[How to complete this task] Reproduce the listing below in its entirety. Change nothing.

[Entries shown]

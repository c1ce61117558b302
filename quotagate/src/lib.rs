//! QuotaGate CLI: replays synthetic metric bursts through a quota-gated
//! OpenTelemetry pipeline.

pub mod burst;
pub mod cli;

[Response to this exercise]
repository c1ce61117558b302
filename quotagate/src/lib.rs
//! QuotaGate CLI: replays synthetic metric bursts through a quota-gated
//! OpenTelemetry pipeline.

pub mod burst;
pub mod cli;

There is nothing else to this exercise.